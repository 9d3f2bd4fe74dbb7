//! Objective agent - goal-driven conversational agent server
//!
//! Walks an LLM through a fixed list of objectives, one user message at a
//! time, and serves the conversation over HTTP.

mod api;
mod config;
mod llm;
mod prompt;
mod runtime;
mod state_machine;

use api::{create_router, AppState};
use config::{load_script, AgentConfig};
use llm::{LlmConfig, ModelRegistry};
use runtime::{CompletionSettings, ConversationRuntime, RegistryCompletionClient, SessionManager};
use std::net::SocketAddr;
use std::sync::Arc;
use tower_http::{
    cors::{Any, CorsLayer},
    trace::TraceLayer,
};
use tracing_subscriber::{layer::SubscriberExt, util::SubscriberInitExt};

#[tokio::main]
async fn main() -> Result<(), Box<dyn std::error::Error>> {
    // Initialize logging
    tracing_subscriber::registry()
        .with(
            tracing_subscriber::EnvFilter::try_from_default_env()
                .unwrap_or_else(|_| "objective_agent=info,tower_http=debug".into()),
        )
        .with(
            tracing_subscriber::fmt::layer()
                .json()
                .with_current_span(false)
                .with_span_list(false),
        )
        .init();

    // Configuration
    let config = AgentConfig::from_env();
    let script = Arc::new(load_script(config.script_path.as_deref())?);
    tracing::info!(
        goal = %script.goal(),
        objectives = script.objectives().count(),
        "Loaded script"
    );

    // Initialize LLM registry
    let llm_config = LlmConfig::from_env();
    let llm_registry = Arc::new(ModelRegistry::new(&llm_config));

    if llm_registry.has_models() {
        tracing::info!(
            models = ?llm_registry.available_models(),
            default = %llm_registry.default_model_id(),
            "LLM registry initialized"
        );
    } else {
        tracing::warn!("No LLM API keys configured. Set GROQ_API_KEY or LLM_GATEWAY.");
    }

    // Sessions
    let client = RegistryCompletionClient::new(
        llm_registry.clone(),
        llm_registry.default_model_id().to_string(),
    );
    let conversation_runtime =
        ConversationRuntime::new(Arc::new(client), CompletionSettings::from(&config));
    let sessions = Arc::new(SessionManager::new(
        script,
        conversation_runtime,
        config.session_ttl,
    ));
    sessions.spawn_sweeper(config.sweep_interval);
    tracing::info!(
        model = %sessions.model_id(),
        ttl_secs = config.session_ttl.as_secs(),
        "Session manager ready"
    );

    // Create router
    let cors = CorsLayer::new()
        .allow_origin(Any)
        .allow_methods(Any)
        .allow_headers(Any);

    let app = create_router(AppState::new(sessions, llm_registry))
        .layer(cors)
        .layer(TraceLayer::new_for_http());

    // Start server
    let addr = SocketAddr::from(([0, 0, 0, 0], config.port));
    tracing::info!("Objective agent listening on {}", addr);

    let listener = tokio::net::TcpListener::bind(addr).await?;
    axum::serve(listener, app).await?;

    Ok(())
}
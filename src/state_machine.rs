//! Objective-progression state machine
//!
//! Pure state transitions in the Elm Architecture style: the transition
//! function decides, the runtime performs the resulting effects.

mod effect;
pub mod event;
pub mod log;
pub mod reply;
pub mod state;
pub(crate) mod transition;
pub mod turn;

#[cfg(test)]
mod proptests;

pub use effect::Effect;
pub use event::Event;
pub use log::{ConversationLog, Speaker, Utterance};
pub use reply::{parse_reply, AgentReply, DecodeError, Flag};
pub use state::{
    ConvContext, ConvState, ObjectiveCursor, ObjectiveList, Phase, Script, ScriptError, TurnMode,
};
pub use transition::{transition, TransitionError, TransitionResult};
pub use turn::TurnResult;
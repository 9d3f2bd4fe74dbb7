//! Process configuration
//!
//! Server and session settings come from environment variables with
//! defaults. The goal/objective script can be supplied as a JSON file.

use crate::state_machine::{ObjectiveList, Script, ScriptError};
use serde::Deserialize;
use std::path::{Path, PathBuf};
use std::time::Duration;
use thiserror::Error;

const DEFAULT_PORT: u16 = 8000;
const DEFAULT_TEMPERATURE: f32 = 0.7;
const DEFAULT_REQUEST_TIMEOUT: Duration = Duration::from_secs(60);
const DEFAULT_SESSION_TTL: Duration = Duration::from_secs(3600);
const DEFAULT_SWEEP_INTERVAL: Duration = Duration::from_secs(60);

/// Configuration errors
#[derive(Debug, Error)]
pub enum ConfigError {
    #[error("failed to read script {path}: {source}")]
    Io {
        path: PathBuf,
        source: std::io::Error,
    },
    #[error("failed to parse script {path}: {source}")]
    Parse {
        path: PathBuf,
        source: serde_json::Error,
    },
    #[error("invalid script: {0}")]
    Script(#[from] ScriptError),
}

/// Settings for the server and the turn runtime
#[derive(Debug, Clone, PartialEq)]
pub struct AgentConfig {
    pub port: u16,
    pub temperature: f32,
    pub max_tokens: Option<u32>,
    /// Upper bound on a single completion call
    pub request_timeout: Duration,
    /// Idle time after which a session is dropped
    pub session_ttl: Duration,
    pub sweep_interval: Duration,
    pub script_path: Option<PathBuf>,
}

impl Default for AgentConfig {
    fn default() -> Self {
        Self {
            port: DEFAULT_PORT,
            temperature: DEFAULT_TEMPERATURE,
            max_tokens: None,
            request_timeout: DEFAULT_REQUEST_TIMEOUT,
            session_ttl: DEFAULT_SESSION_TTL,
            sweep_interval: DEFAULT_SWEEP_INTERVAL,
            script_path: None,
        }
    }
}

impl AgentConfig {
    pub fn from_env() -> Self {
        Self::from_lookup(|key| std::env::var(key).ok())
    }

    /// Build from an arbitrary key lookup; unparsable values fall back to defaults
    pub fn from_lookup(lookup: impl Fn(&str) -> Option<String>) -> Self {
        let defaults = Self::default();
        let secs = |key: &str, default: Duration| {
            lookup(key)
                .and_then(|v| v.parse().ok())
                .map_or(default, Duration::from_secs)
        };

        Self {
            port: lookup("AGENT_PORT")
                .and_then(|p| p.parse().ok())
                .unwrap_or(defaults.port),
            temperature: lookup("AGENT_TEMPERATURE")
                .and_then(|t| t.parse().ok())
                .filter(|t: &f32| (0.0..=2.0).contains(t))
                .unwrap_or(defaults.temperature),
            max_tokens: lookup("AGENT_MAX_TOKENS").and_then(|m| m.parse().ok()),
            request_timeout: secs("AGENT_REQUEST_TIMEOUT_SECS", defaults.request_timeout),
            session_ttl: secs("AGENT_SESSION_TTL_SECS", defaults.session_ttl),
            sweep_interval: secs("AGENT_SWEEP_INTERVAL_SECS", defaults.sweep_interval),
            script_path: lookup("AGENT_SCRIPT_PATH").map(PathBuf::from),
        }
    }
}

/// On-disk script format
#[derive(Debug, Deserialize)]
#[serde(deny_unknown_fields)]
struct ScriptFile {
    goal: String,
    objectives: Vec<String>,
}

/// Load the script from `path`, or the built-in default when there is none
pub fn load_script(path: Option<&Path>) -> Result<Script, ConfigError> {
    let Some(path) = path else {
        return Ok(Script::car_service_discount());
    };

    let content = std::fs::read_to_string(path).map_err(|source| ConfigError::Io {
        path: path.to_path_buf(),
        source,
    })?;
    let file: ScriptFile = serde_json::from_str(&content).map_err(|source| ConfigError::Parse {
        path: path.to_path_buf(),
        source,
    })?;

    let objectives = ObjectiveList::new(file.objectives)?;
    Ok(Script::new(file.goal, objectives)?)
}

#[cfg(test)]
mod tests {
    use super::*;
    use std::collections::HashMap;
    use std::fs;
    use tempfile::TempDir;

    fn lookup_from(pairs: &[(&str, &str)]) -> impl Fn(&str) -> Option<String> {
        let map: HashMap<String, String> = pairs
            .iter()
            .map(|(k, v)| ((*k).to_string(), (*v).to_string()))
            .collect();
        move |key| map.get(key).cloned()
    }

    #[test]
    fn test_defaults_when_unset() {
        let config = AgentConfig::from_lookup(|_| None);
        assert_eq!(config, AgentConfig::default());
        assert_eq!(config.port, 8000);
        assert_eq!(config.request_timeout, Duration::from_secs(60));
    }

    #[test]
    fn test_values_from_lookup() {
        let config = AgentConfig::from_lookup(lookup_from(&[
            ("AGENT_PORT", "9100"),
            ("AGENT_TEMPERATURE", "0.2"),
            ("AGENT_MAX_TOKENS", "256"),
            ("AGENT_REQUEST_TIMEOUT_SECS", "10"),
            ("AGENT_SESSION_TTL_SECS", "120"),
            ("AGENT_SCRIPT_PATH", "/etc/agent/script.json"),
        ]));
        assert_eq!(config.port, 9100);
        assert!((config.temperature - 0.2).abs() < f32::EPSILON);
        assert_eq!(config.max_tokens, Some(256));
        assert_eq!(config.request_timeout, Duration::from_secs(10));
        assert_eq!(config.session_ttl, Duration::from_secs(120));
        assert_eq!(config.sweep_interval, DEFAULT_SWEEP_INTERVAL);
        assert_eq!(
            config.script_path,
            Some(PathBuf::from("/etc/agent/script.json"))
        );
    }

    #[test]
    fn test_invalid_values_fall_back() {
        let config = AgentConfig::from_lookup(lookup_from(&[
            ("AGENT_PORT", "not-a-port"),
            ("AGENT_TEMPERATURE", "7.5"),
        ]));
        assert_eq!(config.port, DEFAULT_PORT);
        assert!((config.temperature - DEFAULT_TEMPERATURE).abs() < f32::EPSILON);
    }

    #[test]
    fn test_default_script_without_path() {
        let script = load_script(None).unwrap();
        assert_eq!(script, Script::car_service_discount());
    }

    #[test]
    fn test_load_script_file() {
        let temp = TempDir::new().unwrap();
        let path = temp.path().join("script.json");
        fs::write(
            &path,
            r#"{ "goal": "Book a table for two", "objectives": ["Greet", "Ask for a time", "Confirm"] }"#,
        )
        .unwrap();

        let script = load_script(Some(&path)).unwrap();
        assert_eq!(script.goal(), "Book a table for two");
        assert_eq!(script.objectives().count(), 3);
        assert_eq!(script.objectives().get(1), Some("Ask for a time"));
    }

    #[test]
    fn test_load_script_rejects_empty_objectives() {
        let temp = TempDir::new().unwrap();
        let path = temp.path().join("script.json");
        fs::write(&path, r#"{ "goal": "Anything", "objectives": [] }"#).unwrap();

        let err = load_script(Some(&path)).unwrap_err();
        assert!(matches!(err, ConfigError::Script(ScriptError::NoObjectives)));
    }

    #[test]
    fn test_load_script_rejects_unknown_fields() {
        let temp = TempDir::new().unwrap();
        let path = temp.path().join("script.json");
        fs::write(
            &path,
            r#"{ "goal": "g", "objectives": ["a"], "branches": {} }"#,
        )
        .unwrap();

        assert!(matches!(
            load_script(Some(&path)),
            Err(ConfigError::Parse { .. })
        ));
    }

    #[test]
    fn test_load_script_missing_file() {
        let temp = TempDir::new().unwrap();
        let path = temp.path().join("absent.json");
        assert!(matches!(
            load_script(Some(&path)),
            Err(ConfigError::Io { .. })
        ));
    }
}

...

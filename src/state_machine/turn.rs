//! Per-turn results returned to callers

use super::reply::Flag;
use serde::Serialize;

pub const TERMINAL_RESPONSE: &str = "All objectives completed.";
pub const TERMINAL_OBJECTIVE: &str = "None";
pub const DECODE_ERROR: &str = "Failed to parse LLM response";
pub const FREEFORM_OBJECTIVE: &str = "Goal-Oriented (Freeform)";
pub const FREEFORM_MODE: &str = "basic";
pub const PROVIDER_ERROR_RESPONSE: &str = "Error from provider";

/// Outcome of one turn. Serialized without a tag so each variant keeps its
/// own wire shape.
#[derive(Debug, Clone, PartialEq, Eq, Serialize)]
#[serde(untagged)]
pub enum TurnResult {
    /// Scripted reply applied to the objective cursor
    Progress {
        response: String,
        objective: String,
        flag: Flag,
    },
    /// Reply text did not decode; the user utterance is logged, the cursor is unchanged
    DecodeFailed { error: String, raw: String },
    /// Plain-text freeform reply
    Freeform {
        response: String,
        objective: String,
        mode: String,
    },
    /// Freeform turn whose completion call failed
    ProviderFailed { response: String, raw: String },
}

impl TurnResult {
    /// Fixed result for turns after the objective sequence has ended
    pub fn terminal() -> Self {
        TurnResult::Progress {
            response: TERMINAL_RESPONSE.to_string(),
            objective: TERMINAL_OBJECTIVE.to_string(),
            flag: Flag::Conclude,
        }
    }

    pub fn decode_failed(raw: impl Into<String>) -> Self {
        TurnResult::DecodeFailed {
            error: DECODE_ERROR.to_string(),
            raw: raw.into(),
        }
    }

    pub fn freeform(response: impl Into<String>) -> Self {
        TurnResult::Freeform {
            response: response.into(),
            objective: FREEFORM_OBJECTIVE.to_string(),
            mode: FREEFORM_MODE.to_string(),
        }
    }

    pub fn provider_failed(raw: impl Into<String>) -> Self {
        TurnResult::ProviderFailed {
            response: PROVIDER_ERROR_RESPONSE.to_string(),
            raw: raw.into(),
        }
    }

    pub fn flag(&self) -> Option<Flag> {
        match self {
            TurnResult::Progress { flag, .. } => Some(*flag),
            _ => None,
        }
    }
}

---

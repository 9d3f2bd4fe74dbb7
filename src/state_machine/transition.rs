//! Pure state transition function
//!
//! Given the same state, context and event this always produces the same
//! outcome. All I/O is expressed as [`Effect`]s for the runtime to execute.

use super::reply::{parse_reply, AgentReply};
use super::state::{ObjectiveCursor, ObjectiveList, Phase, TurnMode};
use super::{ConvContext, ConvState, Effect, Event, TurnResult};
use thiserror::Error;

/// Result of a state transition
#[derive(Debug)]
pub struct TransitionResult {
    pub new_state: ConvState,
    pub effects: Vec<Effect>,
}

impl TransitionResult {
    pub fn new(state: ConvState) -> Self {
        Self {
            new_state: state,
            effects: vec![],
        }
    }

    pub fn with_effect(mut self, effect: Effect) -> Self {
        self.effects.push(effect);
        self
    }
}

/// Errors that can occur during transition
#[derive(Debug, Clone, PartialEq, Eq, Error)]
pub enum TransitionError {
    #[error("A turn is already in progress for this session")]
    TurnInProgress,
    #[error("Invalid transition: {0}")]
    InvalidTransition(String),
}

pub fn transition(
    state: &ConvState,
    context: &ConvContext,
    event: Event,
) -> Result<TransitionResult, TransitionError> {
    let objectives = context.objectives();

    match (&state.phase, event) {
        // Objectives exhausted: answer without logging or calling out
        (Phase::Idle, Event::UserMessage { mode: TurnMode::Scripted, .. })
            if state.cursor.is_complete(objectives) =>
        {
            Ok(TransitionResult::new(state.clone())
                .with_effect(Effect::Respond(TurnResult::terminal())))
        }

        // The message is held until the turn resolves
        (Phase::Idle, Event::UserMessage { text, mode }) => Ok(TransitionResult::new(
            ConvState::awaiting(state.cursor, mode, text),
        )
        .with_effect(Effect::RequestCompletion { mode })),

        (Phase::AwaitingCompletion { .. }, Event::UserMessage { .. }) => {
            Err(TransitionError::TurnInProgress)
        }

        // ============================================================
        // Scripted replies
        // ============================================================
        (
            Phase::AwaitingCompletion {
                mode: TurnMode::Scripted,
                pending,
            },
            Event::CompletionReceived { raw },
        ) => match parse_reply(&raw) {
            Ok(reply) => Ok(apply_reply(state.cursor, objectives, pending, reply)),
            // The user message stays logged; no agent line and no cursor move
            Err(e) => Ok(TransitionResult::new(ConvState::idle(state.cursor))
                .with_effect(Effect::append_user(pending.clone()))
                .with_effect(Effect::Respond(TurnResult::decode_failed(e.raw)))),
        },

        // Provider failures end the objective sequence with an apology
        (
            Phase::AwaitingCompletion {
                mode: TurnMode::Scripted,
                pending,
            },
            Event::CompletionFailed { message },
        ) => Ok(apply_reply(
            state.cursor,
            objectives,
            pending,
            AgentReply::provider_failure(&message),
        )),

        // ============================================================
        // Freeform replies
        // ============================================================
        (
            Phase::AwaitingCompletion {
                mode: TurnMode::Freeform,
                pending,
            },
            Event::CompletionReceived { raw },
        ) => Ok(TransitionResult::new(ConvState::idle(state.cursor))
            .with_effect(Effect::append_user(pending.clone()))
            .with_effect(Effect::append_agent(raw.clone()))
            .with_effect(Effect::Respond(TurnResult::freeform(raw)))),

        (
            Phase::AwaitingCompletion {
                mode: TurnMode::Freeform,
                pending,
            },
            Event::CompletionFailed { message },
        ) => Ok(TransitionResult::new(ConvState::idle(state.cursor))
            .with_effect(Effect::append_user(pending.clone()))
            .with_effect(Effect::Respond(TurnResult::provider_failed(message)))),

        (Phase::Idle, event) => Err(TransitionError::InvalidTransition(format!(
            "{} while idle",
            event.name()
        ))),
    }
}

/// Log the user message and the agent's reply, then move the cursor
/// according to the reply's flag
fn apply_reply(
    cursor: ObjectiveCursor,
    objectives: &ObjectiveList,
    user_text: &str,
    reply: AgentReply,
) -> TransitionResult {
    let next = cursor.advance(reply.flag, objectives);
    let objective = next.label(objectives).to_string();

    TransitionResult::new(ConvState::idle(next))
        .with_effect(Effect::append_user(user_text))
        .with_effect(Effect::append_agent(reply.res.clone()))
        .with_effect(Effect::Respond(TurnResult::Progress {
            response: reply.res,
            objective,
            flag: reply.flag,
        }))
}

Instructions to follow: In the entries above, some lines may contain the string "crate"; report how many, without additional comment.

Exercise solution: 2